— Directions for this task —
Start to finish, repeat the records exactly.

++++ Task input ++++

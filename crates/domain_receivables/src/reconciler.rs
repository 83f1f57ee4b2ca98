//! Backfill of missing ledger entries
//!
//! Approved business events (returns today, any [`ReconciledEventSource`]
//! tomorrow) are supposed to produce a ledger entry when they are approved.
//! When that write was skipped or failed, the [`Reconciler`] writes the
//! missing entry later. It runs before every statement read and can be swept
//! across all customers on demand.
//!
//! A pass holds the customer's write lock from the first reference-id read to
//! the last append, so two concurrent passes cannot both decide an event is
//! missing. Events are backfilled one by one; a failing event is logged and
//! reported without stopping the rest.

use std::sync::Arc;

use futures::stream::{self, StreamExt};
use serde::Serialize;
use tracing::{info, instrument, warn};
use uuid::Uuid;

use core_kernel::CustomerId;

use crate::config::LedgerConfig;
use crate::entry::{EntryRequest, LedgerEntry, ReferenceType};
use crate::error::LedgerError;
use crate::ports::{CustomerDirectory, LedgerStore, ReconciledEventSource};
use crate::writer::EntryWriter;

/// An event the reconciler could not bring into the ledger
#[derive(Debug, Clone, PartialEq, Eq, Serialize)]
pub struct BackfillFailure {
    pub reference_type: ReferenceType,
    /// `None` when the source itself could not be read
    pub reference_id: Option<Uuid>,
    pub reason: String,
}

/// Outcome of one reconciliation pass
#[derive(Debug, Clone, PartialEq, Eq, Serialize)]
pub struct ReconciliationReport {
    pub customer_id: CustomerId,
    /// Entries written by this pass
    pub backfilled: Vec<LedgerEntry>,
    pub failures: Vec<BackfillFailure>,
}

impl ReconciliationReport {
    fn new(customer_id: CustomerId) -> Self {
        Self {
            customer_id,
            backfilled: Vec::new(),
            failures: Vec::new(),
        }
    }

    /// No event was left behind
    pub fn is_clean(&self) -> bool {
        self.failures.is_empty()
    }

    /// Turns failures into [`LedgerError::ReconciliationPartialFailure`]
    pub fn into_result(self) -> Result<Self, LedgerError> {
        if self.is_clean() {
            return Ok(self);
        }
        Err(LedgerError::ReconciliationPartialFailure {
            customer_id: self.customer_id,
            reference_ids: self.failures.iter().filter_map(|f| f.reference_id).collect(),
        })
    }

    fn fail(&mut self, reference_type: ReferenceType, reference_id: Option<Uuid>, reason: String) {
        self.failures.push(BackfillFailure {
            reference_type,
            reference_id,
            reason,
        });
    }
}

/// Writes ledger entries for approved events that have none
#[derive(Clone)]
pub struct Reconciler {
    writer: EntryWriter,
    store: Arc<dyn LedgerStore>,
    customers: Arc<dyn CustomerDirectory>,
    sources: Vec<Arc<dyn ReconciledEventSource>>,
    backfill_label: String,
    sweep_concurrency: usize,
}

impl Reconciler {
    pub fn new(
        writer: EntryWriter,
        store: Arc<dyn LedgerStore>,
        customers: Arc<dyn CustomerDirectory>,
        sources: Vec<Arc<dyn ReconciledEventSource>>,
        config: &LedgerConfig,
    ) -> Self {
        Self {
            writer,
            store,
            customers,
            sources,
            backfill_label: config.backfill_label.clone(),
            sweep_concurrency: config.sweep_concurrency.max(1),
        }
    }

    /// Runs one pass for the customer
    ///
    /// Never fails as a whole; per-event and per-source problems are listed
    /// in the report. Running it again right after a clean pass writes nothing.
    #[instrument(skip(self), fields(customer_id = %customer_id))]
    pub async fn reconcile(&self, customer_id: CustomerId) -> ReconciliationReport {
        let mut report = ReconciliationReport::new(customer_id);
        let guard = self.writer.lock(customer_id).await;

        for source in &self.sources {
            let reference_type = source.reference_type();

            let events = match source.approved_events(customer_id).await {
                Ok(events) => events,
                Err(e) => {
                    warn!(%reference_type, error = %e, "Could not load approved events");
                    report.fail(reference_type, None, e.to_string());
                    continue;
                }
            };
            if events.is_empty() {
                continue;
            }

            let mut recorded = match self.store.reference_ids(customer_id, reference_type).await {
                Ok(ids) => ids,
                Err(e) => {
                    warn!(%reference_type, error = %e, "Could not load recorded reference ids");
                    report.fail(reference_type, None, e.to_string());
                    continue;
                }
            };

            for event in events {
                if event.customer_id != customer_id || recorded.contains(&event.id) {
                    continue;
                }

                let request = EntryRequest::new(
                    customer_id,
                    source.direction(),
                    event.amount,
                    reference_type,
                )
                .with_reference(event.id)
                .with_description(format!("{} ({})", event.label, self.backfill_label))
                .dated(event.occurred_at);

                match self.writer.append_locked(&guard, request).await {
                    Ok(entry) => {
                        info!(
                            %reference_type,
                            reference_id = %event.id,
                            balance = %entry.balance,
                            "Backfilled missing ledger entry"
                        );
                        recorded.insert(event.id);
                        report.backfilled.push(entry);
                    }
                    Err(e) => {
                        warn!(
                            %reference_type,
                            reference_id = %event.id,
                            error = %e,
                            "Backfill failed"
                        );
                        report.fail(reference_type, Some(event.id), e.to_string());
                    }
                }
            }
        }

        if !report.backfilled.is_empty() || !report.is_clean() {
            info!(
                backfilled = report.backfilled.len(),
                failed = report.failures.len(),
                "Reconciliation pass finished"
            );
        }
        report
    }

    /// Reconciles every customer in the directory
    ///
    /// Customers run concurrently, bounded by `sweep_concurrency`; reports
    /// come back in completion order.
    #[instrument(skip(self))]
    pub async fn reconcile_all(&self) -> Result<Vec<ReconciliationReport>, LedgerError> {
        let customers = self.customers.list_customers().await?;
        info!(customers = customers.len(), "Starting reconciliation sweep");

        let reports = stream::iter(customers)
            .map(|customer| self.reconcile(customer.id))
            .buffer_unordered(self.sweep_concurrency)
            .collect::<Vec<_>>()
            .await;

        Ok(reports)
    }
}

++++

— Reply —
filename crates/domain_receivables/src/reconciler.rs
repository 83f1f57ee4b2ca98
//! Backfill of missing ledger entries
//!
//! Approved business events (returns today, any [`ReconciledEventSource`]
//! tomorrow) are supposed to produce a ledger entry when they are approved.
//! When that write was skipped or failed, the [`Reconciler`] writes the
//! missing entry later. It runs before every statement read and can be swept
//! across all customers on demand.
//!
//! A pass holds the customer's write lock from the first reference-id read to
//! the last append, so two concurrent passes cannot both decide an event is
//! missing. Events are backfilled one by one; a failing event is logged and
//! reported without stopping the rest.

use std::sync::Arc;

use futures::stream::{self, StreamExt};
use serde::Serialize;
use tracing::{info, instrument, warn};
use uuid::Uuid;

use core_kernel::CustomerId;

use crate::config::LedgerConfig;
use crate::entry::{EntryRequest, LedgerEntry, ReferenceType};
use crate::error::LedgerError;
use crate::ports::{CustomerDirectory, LedgerStore, ReconciledEventSource};
use crate::writer::EntryWriter;

/// An event the reconciler could not bring into the ledger
#[derive(Debug, Clone, PartialEq, Eq, Serialize)]
pub struct BackfillFailure {
    pub reference_type: ReferenceType,
    /// `None` when the source itself could not be read
    pub reference_id: Option<Uuid>,
    pub reason: String,
}

/// Outcome of one reconciliation pass
#[derive(Debug, Clone, PartialEq, Eq, Serialize)]
pub struct ReconciliationReport {
    pub customer_id: CustomerId,
    /// Entries written by this pass
    pub backfilled: Vec<LedgerEntry>,
    pub failures: Vec<BackfillFailure>,
}

impl ReconciliationReport {
    fn new(customer_id: CustomerId) -> Self {
        Self {
            customer_id,
            backfilled: Vec::new(),
            failures: Vec::new(),
        }
    }

    /// No event was left behind
    pub fn is_clean(&self) -> bool {
        self.failures.is_empty()
    }

    /// Turns failures into [`LedgerError::ReconciliationPartialFailure`]
    pub fn into_result(self) -> Result<Self, LedgerError> {
        if self.is_clean() {
            return Ok(self);
        }
        Err(LedgerError::ReconciliationPartialFailure {
            customer_id: self.customer_id,
            reference_ids: self.failures.iter().filter_map(|f| f.reference_id).collect(),
        })
    }

    fn fail(&mut self, reference_type: ReferenceType, reference_id: Option<Uuid>, reason: String) {
        self.failures.push(BackfillFailure {
            reference_type,
            reference_id,
            reason,
        });
    }
}

/// Writes ledger entries for approved events that have none
#[derive(Clone)]
pub struct Reconciler {
    writer: EntryWriter,
    store: Arc<dyn LedgerStore>,
    customers: Arc<dyn CustomerDirectory>,
    sources: Vec<Arc<dyn ReconciledEventSource>>,
    backfill_label: String,
    sweep_concurrency: usize,
}

impl Reconciler {
    pub fn new(
        writer: EntryWriter,
        store: Arc<dyn LedgerStore>,
        customers: Arc<dyn CustomerDirectory>,
        sources: Vec<Arc<dyn ReconciledEventSource>>,
        config: &LedgerConfig,
    ) -> Self {
        Self {
            writer,
            store,
            customers,
            sources,
            backfill_label: config.backfill_label.clone(),
            sweep_concurrency: config.sweep_concurrency.max(1),
        }
    }

    /// Runs one pass for the customer
    ///
    /// Never fails as a whole; per-event and per-source problems are listed
    /// in the report. Running it again right after a clean pass writes nothing.
    #[instrument(skip(self), fields(customer_id = %customer_id))]
    pub async fn reconcile(&self, customer_id: CustomerId) -> ReconciliationReport {
        let mut report = ReconciliationReport::new(customer_id);
        let guard = self.writer.lock(customer_id).await;

        for source in &self.sources {
            let reference_type = source.reference_type();

            let events = match source.approved_events(customer_id).await {
                Ok(events) => events,
                Err(e) => {
                    warn!(%reference_type, error = %e, "Could not load approved events");
                    report.fail(reference_type, None, e.to_string());
                    continue;
                }
            };
            if events.is_empty() {
                continue;
            }

            let mut recorded = match self.store.reference_ids(customer_id, reference_type).await {
                Ok(ids) => ids,
                Err(e) => {
                    warn!(%reference_type, error = %e, "Could not load recorded reference ids");
                    report.fail(reference_type, None, e.to_string());
                    continue;
                }
            };

            for event in events {
                if event.customer_id != customer_id || recorded.contains(&event.id) {
                    continue;
                }

                let request = EntryRequest::new(
                    customer_id,
                    source.direction(),
                    event.amount,
                    reference_type,
                )
                .with_reference(event.id)
                .with_description(format!("{} ({})", event.label, self.backfill_label))
                .dated(event.occurred_at);

                match self.writer.append_locked(&guard, request).await {
                    Ok(entry) => {
                        info!(
                            %reference_type,
                            reference_id = %event.id,
                            balance = %entry.balance,
                            "Backfilled missing ledger entry"
                        );
                        recorded.insert(event.id);
                        report.backfilled.push(entry);
                    }
                    Err(e) => {
                        warn!(
                            %reference_type,
                            reference_id = %event.id,
                            error = %e,
                            "Backfill failed"
                        );
                        report.fail(reference_type, Some(event.id), e.to_string());
                    }
                }
            }
        }

        if !report.backfilled.is_empty() || !report.is_clean() {
            info!(
                backfilled = report.backfilled.len(),
                failed = report.failures.len(),
                "Reconciliation pass finished"
            );
        }
        report
    }

    /// Reconciles every customer in the directory
    ///
    /// Customers run concurrently, bounded by `sweep_concurrency`; reports
    /// come back in completion order.
    #[instrument(skip(self))]
    pub async fn reconcile_all(&self) -> Result<Vec<ReconciliationReport>, LedgerError> {
        let customers = self.customers.list_customers().await?;
        info!(customers = customers.len(), "Starting reconciliation sweep");

        let reports = stream::iter(customers)
            .map(|customer| self.reconcile(customer.id))
            .buffer_unordered(self.sweep_concurrency)
            .collect::<Vec<_>>()
            .await;

        Ok(reports)
    }
}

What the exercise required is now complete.